-- Your goal --
The response should contain every record, reproduced exactly.

(Saved entries)

══════════

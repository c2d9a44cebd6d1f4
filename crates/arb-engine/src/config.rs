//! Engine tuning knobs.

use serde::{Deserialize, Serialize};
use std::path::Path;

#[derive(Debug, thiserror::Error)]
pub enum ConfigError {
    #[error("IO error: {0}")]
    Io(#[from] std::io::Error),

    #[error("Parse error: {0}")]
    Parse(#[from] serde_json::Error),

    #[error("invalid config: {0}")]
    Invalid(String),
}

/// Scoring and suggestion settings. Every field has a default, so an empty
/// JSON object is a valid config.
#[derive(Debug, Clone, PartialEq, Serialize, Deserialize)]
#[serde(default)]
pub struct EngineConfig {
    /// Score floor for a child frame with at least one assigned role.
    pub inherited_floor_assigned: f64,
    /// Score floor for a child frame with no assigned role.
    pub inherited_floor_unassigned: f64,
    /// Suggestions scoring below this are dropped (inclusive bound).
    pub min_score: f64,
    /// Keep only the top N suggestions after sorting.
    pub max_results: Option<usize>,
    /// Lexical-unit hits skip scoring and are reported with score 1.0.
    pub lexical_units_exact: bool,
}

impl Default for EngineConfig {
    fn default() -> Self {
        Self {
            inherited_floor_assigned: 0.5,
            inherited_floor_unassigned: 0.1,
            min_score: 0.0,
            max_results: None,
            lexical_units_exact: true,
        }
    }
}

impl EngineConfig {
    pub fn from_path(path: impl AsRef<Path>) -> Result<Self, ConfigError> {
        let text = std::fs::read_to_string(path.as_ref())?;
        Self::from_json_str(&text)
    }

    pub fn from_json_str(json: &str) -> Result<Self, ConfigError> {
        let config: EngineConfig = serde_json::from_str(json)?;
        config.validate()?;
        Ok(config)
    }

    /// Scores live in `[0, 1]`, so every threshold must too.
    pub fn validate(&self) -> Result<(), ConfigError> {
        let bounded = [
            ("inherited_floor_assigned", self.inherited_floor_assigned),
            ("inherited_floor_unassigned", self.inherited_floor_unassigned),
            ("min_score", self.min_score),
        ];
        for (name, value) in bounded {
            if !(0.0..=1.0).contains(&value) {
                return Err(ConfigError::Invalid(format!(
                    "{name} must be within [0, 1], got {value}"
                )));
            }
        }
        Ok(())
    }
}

══════════

-- Written solution --
repository c2d9a44cebd6d1f4
filename crates/arb-engine/src/config.rs
//! Engine tuning knobs.

use serde::{Deserialize, Serialize};
use std::path::Path;

#[derive(Debug, thiserror::Error)]
pub enum ConfigError {
    #[error("IO error: {0}")]
    Io(#[from] std::io::Error),

    #[error("Parse error: {0}")]
    Parse(#[from] serde_json::Error),

    #[error("invalid config: {0}")]
    Invalid(String),
}

/// Scoring and suggestion settings. Every field has a default, so an empty
/// JSON object is a valid config.
#[derive(Debug, Clone, PartialEq, Serialize, Deserialize)]
#[serde(default)]
pub struct EngineConfig {
    /// Score floor for a child frame with at least one assigned role.
    pub inherited_floor_assigned: f64,
    /// Score floor for a child frame with no assigned role.
    pub inherited_floor_unassigned: f64,
    /// Suggestions scoring below this are dropped (inclusive bound).
    pub min_score: f64,
    /// Keep only the top N suggestions after sorting.
    pub max_results: Option<usize>,
    /// Lexical-unit hits skip scoring and are reported with score 1.0.
    pub lexical_units_exact: bool,
}

impl Default for EngineConfig {
    fn default() -> Self {
        Self {
            inherited_floor_assigned: 0.5,
            inherited_floor_unassigned: 0.1,
            min_score: 0.0,
            max_results: None,
            lexical_units_exact: true,
        }
    }
}

impl EngineConfig {
    pub fn from_path(path: impl AsRef<Path>) -> Result<Self, ConfigError> {
        let text = std::fs::read_to_string(path.as_ref())?;
        Self::from_json_str(&text)
    }

    pub fn from_json_str(json: &str) -> Result<Self, ConfigError> {
        let config: EngineConfig = serde_json::from_str(json)?;
        config.validate()?;
        Ok(config)
    }

    /// Scores live in `[0, 1]`, so every threshold must too.
    pub fn validate(&self) -> Result<(), ConfigError> {
        let bounded = [
            ("inherited_floor_assigned", self.inherited_floor_assigned),
            ("inherited_floor_unassigned", self.inherited_floor_unassigned),
            ("min_score", self.min_score),
        ];
        for (name, value) in bounded {
            if !(0.0..=1.0).contains(&value) {
                return Err(ConfigError::Invalid(format!(
                    "{name} must be within [0, 1], got {value}"
                )));
            }
        }
        Ok(())
    }
}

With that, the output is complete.